If you maintain a gem and aren’t using Bundler’s release rake tasks you’re missing out. If you have a well maintained gem, then the best practice is to tag a release every time you push a new gem version to RubyGems.org. This helps users to see differences between versions. For example you can compare releases on the Heroku Ruby Buildpack https://github.com/heroku/heroku-buildpack-ruby/compare/v142…v143. Bundler comes with a Rake task that simplifies tagging a release and pushing a version to RubyGems.

To use the rake tasks, you’ll need a Rakefile in your project. In that Rakefile you’ll need to add:

require 'bundler/gem_tasks'

You can see this line in derailed_benchmarks. Now you can see available tasks by running:

$ bundle exec rake -T
rake build            # Build derailed-0.1.0.gem into the pkg directory
rake clean            # Remove any temporary products
rake clobber          # Remove any generated files
rake install          # Build and install derailed-0.1.0.gem into system gems
rake install:local    # Build and install derailed-0.1.0.gem into system gems without network access
rake release[remote]  # Create tag v0.1.0 and build and push derailed-0.1.0.gem to Rubygems

To cut a new release, you rev the version of your gem, commit to git and then run:

$ bundle exec rake release

That will create a tag, push to GitHub and push your latest version to Rubygems.
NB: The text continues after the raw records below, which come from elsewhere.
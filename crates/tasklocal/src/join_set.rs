use std::future::Future;

use tokio::task::{AbortHandle, JoinError, JoinSet};

use crate::spawn::{Child, runtime_handle};
use crate::token::{Overrides, snapshot};

/// A Tokio [`JoinSet`] whose tasks start with a copy of the spawner's store.
///
/// Each [`spawn`](Self::spawn) snapshots the calling task at that moment, so
/// tasks spawned after a write see it and earlier ones do not.
#[derive(Debug)]
pub struct InheritingJoinSet<T> {
	inner: JoinSet<T>,
}

impl<T> Default for InheritingJoinSet<T> {
	fn default() -> Self {
		Self { inner: JoinSet::new() }
	}
}

impl<T> InheritingJoinSet<T>
where
	T: Send + 'static,
{
	pub fn new() -> Self {
		Self::default()
	}

	/// Returns the number of tasks currently in the set.
	pub fn len(&self) -> usize {
		self.inner.len()
	}

	/// Returns `true` if the set is empty.
	pub fn is_empty(&self) -> bool {
		self.inner.is_empty()
	}

	/// Spawns a future into the set with the caller's store plus `overrides`.
	pub fn spawn<F>(&mut self, overrides: Overrides, fut: F) -> AbortHandle
	where
		F: Future<Output = T> + Send + 'static,
	{
		let child = Child::task(snapshot(overrides));
		tracing::trace!(pending = self.inner.len(), "tasklocal.join_set.spawn");
		let handle = runtime_handle();
		let _guard = handle.enter();
		self.inner.spawn(child.wrap(fut))
	}

	/// Waits for the next completed task.
	pub async fn join_next(&mut self) -> Option<Result<T, JoinError>> {
		self.inner.join_next().await
	}

	/// Returns one ready completion without waiting.
	pub fn try_join_next(&mut self) -> Option<Result<T, JoinError>> {
		self.inner.try_join_next()
	}

	/// Waits for every task, in completion order.
	pub async fn join_all(mut self) -> Vec<Result<T, JoinError>> {
		let mut results = Vec::with_capacity(self.inner.len());
		while let Some(result) = self.inner.join_next().await {
			results.push(result);
		}
		results
	}

	/// Aborts every task; their registry entries are removed as they drop.
	pub async fn shutdown(&mut self) {
		self.inner.shutdown().await;
	}
}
It’s that easy. Using the task also ensures that the latest code you have locally is on GitHub, I’ve been guilty before of fixing a problem and forgetting to push to master after I cut a RubyGems release. If you’re not tagging your gem release versions on GitHub, you should start. If you already are tagging manually, you can save yourself a few commands with this simple trick. Go now, I rake release you.